(源田視点)
「お前もあんな顔すんだなあ」
手ぬぐいで汗を拭いながら大工仲間の辺見が笑う。休憩に長屋の人が出してくれたお茶を啜り「え?」と聞き返すと笑顔のまま隣に座るなり置いてあった団子を頬張った。
「ほら昨日、えらい形相で遊女見てたろ」
「…そうだったか?」
遊女・・・遊女?そこでああと思い出す。窓辺に煙管を持って座る麦藁色の髪の姿を。しかしそんなに凄い形相でもしていただろうか?浮世離れしているような姿だったなとまたお茶を啜る。
「ああ、凄かったぞ。お前も遊郭とか興味あんのか?」
「いや…、見覚えがあった気がしただけで別に興味など」
特に知り合いだとかそういうわけではない。何故か不快な思いを抱いたのは確かだ。遊女に偏見があるわけではない。あれも生き抜く術なのだから。けれど違う、どこかで見たことがあるような、そんな僅かな恐怖を纏ったあの空気は一体なんだったのだろう。
「そんなこと言う奴に限って火なんか放つもんだ」
「大袈裟だな。第一俺等のような大工はそんな金ないだろう」
辺見は団子を飲み込むと口をひん曲げて肩を竦めただけだった。
「そんなてめぇらに朗報だ」
突然ゆらりと影がさして見上げる。
「親方…どうかしましたか」
「まあついて来い」
にたにたと企むような笑顔に多少気味の悪さを覚えつつ辺見と顔を一度見合わせて立ち上がった。
「どうも、吉良さん。連れてきやしたよ」
「ああ、ご苦労様だったね。座って」
こじんまりとした茶屋に導かれ店を見渡せば恰幅のいい人が微笑みながら机へと招く。
「さ、源田、辺見。座れ」
「…、失礼します」
「失礼します」
恰幅のいい吉良さん、とよばれた彼は穏やかな笑顔を浮かべている。なんだと言うのだろう。
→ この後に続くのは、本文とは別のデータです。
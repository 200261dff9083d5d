// src/metrics/collector.rs
use crate::health::AggregatedHealth;
use anyhow::{Context, Result};
use hyper::header::{HeaderValue, CONTENT_TYPE};
use hyper::{Body, Request, Response, StatusCode};
use prometheus::{
    Encoder, Histogram, HistogramOpts, IntCounterVec, IntGauge, IntGaugeVec, Opts, Registry,
    TextEncoder,
};
use std::sync::Arc;
use std::time::Duration;
use tracing::error;

pub struct MetricsRegistry {
    registry: Registry,
    collector: Arc<MetricsCollector>,
}

impl MetricsRegistry {
    pub fn new() -> Result<Self> {
        let registry = Registry::new();
        let collector = Arc::new(MetricsCollector::new(&registry)?);

        Ok(Self {
            registry,
            collector,
        })
    }

    pub fn collector(&self) -> Arc<MetricsCollector> {
        self.collector.clone()
    }

    pub fn gather(&self) -> Result<Vec<u8>> {
        let encoder = TextEncoder::new();
        let metric_families = self.registry.gather();
        let mut buffer = Vec::new();
        encoder
            .encode(&metric_families, &mut buffer)
            .context("Failed to encode metrics")?;
        Ok(buffer)
    }

    /// Answer a scrape: the text exposition on `path`, 404 anywhere else.
    pub fn response(&self, req: &Request<Body>, path: &str) -> Response<Body> {
        if req.uri().path() != path {
            return status_response(StatusCode::NOT_FOUND, "Not Found");
        }

        match self.gather() {
            Ok(metrics) => {
                let mut response = Response::new(Body::from(metrics));
                response.headers_mut().insert(
                    CONTENT_TYPE,
                    HeaderValue::from_static("text/plain; version=0.0.4"),
                );
                response
            }
            Err(e) => {
                error!("Failed to gather metrics: {}", e);
                status_response(StatusCode::INTERNAL_SERVER_ERROR, "Internal Server Error")
            }
        }
    }
}

fn status_response(code: StatusCode, body: &'static str) -> Response<Body> {
    let mut response = Response::new(Body::from(body));
    *response.status_mut() = code;
    response
}

/// Label value of `ha_aggregations_total`.
#[derive(Debug, Clone, Copy, PartialEq, Eq)]
pub enum AggregationOutcome {
    Healthy,
    Unhealthy,
    Error,
}

impl AggregationOutcome {
    pub fn as_str(&self) -> &'static str {
        match self {
            AggregationOutcome::Healthy => "healthy",
            AggregationOutcome::Unhealthy => "unhealthy",
            AggregationOutcome::Error => "error",
        }
    }
}

pub struct MetricsCollector {
    pub aggregations_total: IntCounterVec,
    pub aggregation_duration_seconds: Histogram,
    pub component_health_status: IntGaugeVec,
    pub registered_components: IntGauge,
}

impl MetricsCollector {
    pub fn new(registry: &Registry) -> Result<Self> {
        let aggregations_total = IntCounterVec::new(
            Opts::new("ha_aggregations_total", "Total number of aggregation runs"),
            &["outcome"],
        )?;
        registry.register(Box::new(aggregations_total.clone()))?;

        let aggregation_duration_seconds = Histogram::with_opts(HistogramOpts::new(
            "ha_aggregation_duration_seconds",
            "Wall-clock duration of an aggregation run in seconds",
        ))?;
        registry.register(Box::new(aggregation_duration_seconds.clone()))?;

        let component_health_status = IntGaugeVec::new(
            Opts::new(
                "ha_component_health_status",
                "Component health status (1=healthy, 0=unhealthy)",
            ),
            &["component"],
        )?;
        registry.register(Box::new(component_health_status.clone()))?;

        let registered_components = IntGauge::new(
            "ha_registered_components",
            "Number of components registered with the aggregator",
        )?;
        registry.register(Box::new(registered_components.clone()))?;

        Ok(Self {
            aggregations_total,
            aggregation_duration_seconds,
            component_health_status,
            registered_components,
        })
    }

    pub fn record_aggregation(&self, outcome: AggregationOutcome, duration: Duration) {
        self.aggregations_total
            .with_label_values(&[outcome.as_str()])
            .inc();
        self.aggregation_duration_seconds
            .observe(duration.as_secs_f64());
    }

    /// Update the per-component gauges from a completed aggregation.
    pub fn update_component_health(&self, results: &AggregatedHealth) {
        for (name, status) in results {
            let value = if status.is_healthy() { 1 } else { 0 };
            self.component_health_status
                .with_label_values(&[name.as_str()])
                .set(value);
        }
    }

    /// A component whose check failed counts as unhealthy until it next succeeds.
    pub fn mark_component_failed(&self, component: &str) {
        self.component_health_status
            .with_label_values(&[component])
            .set(0);
    }

    pub fn set_registered_components(&self, count: usize) {
        self.registered_components.set(count as i64);
    }
}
「壁を替えてくれてありがとう。助かったよ。焦げてしまった部分以外も替えてくれたんだって?」
「え…、あ…」
「ああ、私は火事があった遊郭の隣に店を構えてるんだ。着物のね」
そう言われてやっと合点が行く。確かに焼けた遊郭の隣にはそんな店があった。幸い火それ自体は広まる前に消し止められ隣接した家屋は煤を被ったりやや壁に焦げた後が残ったものの燃えはしなかった。仲間の大工達は焼け跡を片付け建て直しにかかっていたが少し遅れた俺達は親方に言われ、その周りの家屋の作業に二人であたったのだった。なかなか重労働だっただけに礼を言われるのは嬉しい。
「本当にありがたくてね…。お礼をしなきゃ気がすまない性なんだよ」
吉良さんは言いつつ親方にどうだい、と尋ねる。親方は最初こそ申し訳なさそうに断るそぶりを見せたものの快諾した。まあそりゃ俺達をここに連れて来ている時点でそのつもりなのだろうけど。辺見と苦笑しながら顔を見合わす。
「ああ、もちろん君達もだよ」
突然顔を向けられびっくりする。俺達も?不思議そうな顔でもしていたのだろう、吉良さんは「功労者を呼ばなくてどうするんだね」と笑う。
何も言えないでいると吉良さんは構わず続けた。
「本当なら遊女の座敷を用意させたいんだがここ一番の遊郭は燃えてしまったし他の遊郭も物騒だってここ二、三日は休みらしい。でも私が明後日までしかこっちに居なくてね」
「へぇ、そいつは残念です」
親方はいつもの威厳などどこ吹く風で機嫌を損ねぬように愛想笑いを浮かべる。俺はほっとした。正直遊郭だなんて興味はないしあんな場所になど行きたくはない。ところが吉良さんは予想にもない一言を放ったのだ。